It is much, much to easy to dump upon Development Directors in today’s non-profit environment. Yours is an almost impossible job, responsible for Herculean revenue targets but without the authority to set priorities and budgets. Add all the bosses in the form of CEOs and Board Members who are difficult to engage and lead to success, even on the best day, and we wonder why the average tenure for a Development Director is still hanging at around 18 months?
For some perspective on this check out, Wild Woman Fundraising, who has sacrificed economic stability (and the rest of the benefits of full time employment) to be a happy freelancing author and consultant. I made a similar move myself six years, and I cannot say I miss the fundraising office.

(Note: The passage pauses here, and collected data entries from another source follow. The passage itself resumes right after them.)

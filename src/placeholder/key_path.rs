//! Dot-separated configuration key paths.

use crate::core::YamlBuddyError;
use serde::{Serialize, Serializer};
use std::fmt;
use std::str::FromStr;

/// An ordered, non-empty sequence of non-empty key segments.
///
/// Segments are compared exactly: no case folding, no trimming of individual
/// segments. `server.port` and `server. port` are different paths.
///
/// # Examples
///
/// ```rust
/// use yamlbuddy::placeholder::KeyPath;
///
/// let path = KeyPath::parse("server.port")?;
/// assert_eq!(path.segments(), ["server", "port"]);
/// assert_eq!(path.to_string(), "server.port");
///
/// assert!(KeyPath::parse("server..port").is_err());
/// assert!(KeyPath::parse("   ").is_err());
/// # Ok::<(), yamlbuddy::core::YamlBuddyError>(())
/// ```
#[derive(Debug, Clone, PartialEq, Eq, Hash)]
pub struct KeyPath {
    segments: Vec<String>,
}

impl KeyPath {
    /// Parse a placeholder body into a key path.
    ///
    /// The body is trimmed and split on `.`.
    ///
    /// # Errors
    ///
    /// Returns [`YamlBuddyError::InvalidKeyPath`] when the trimmed body is empty
    /// or any segment is empty (`a..b`, `.a`, `a.`).
    pub fn parse(raw: &str) -> Result<Self, YamlBuddyError> {
        let trimmed = raw.trim();
        if trimmed.is_empty() || trimmed.split('.').any(str::is_empty) {
            return Err(YamlBuddyError::InvalidKeyPath {
                raw: raw.to_string(),
            });
        }

        Ok(Self {
            segments: trimmed.split('.').map(str::to_string).collect(),
        })
    }

    /// The path segments, outermost first.
    #[must_use]
    pub fn segments(&self) -> &[String] {
        &self.segments
    }

    /// Number of segments. Always at least one.
    #[must_use]
    pub fn len(&self) -> usize {
        self.segments.len()
    }

    /// Always `false`; kept for API symmetry with `len`.
    #[must_use]
    pub fn is_empty(&self) -> bool {
        self.segments.is_empty()
    }
}

impl fmt::Display for KeyPath {
    fn fmt(&self, f: &mut fmt::Formatter<'_>) -> fmt::Result {
        f.write_str(&self.segments.join("."))
    }
}

impl FromStr for KeyPath {
    type Err = YamlBuddyError;

    fn from_str(s: &str) -> Result<Self, Self::Err> {
        Self::parse(s)
    }
}

impl Serialize for KeyPath {
    fn serialize<S: Serializer>(&self, serializer: S) -> Result<S::Ok, S::Error> {
        serializer.collect_str(self)
    }
}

So this challenging work. There has been plenty, much, written about the things you Development Directors should be doing – getting out of the office, engaging volunteers, networking endlessly for corporate support, picking up the phone every five minutes, and so on. But what shouldn’t you be spending your time on? What habits and tasks can you drop today to free you to raise some actual cash?
Want to Raise More Money? Start by:
- Getting Off the Damn Internet. We don’t often speak of this, but today’s office culture is a giant time suck of non-productivity, as everyone is screwing around online, all day long. Facebook. Twitter feed. Instagram. Video Games. At work. And don’t even get me started at the chasm of wasted professional energy that is Linked-In. Father Puff Puff tried to link up with me recently. Awesome. Whatever efficiency has come into our professional lives via technology and the internet has been cancelled out by the hours and hours workers spend screwing around on their phones and computers. Stop playing reindeer games on your computer all day long.
- Forgetting About Donor Research. Another classic time wasting exercise in our profession is the search for Capacity in our donors. How much could that Magical Prospect Give to Us? This can lead to an endless chase for clues, including expensive and unproductive wealth screening systems. I found my name in one such expensive system not too long ago. It reported a current marriage from a ten years gone by divorce, board service from the late 90s, and a most recent gift in 2006. I am not a wealthy guy by any means, but this is some nonsense. Instead of seeking out mystical formulas on the capacity of your donors, how about we get to know them personally? The generosity will follow. The rich are getting richer.
- Bagging the Internal Meetings. In you meet with your marketing department more than once a month as a fundraiser, that’s much too much. Skip the meetings. As many as you can. Lie about it if you need to get out of attending. Or, better yet, schedule meetings out of the office. With your donors and prospects. “Do I need to attend that internal meeting?” NO. No, I do not.
- Chasing Small Sums. Grants take much time and energy. Corporate gifts are increasingly competitive. If it isn’t worth your time, don’t go after it. Focus on individual gifts instead. An eight page grant application for $5,000? Why not simply ask five people for $1,000 each? This is the wealthiest moment in the history of the world, and tomorrow will likely be an even wealthier day. Seek the cash.
- Stop Worrying So Much. Yours is such a stressful job, and I am sorry for that. And I see colleagues who are frozen professionally by the demands of the work. Worrying won’t help, not one time.
Breathe. Get off the Internet. Get After It.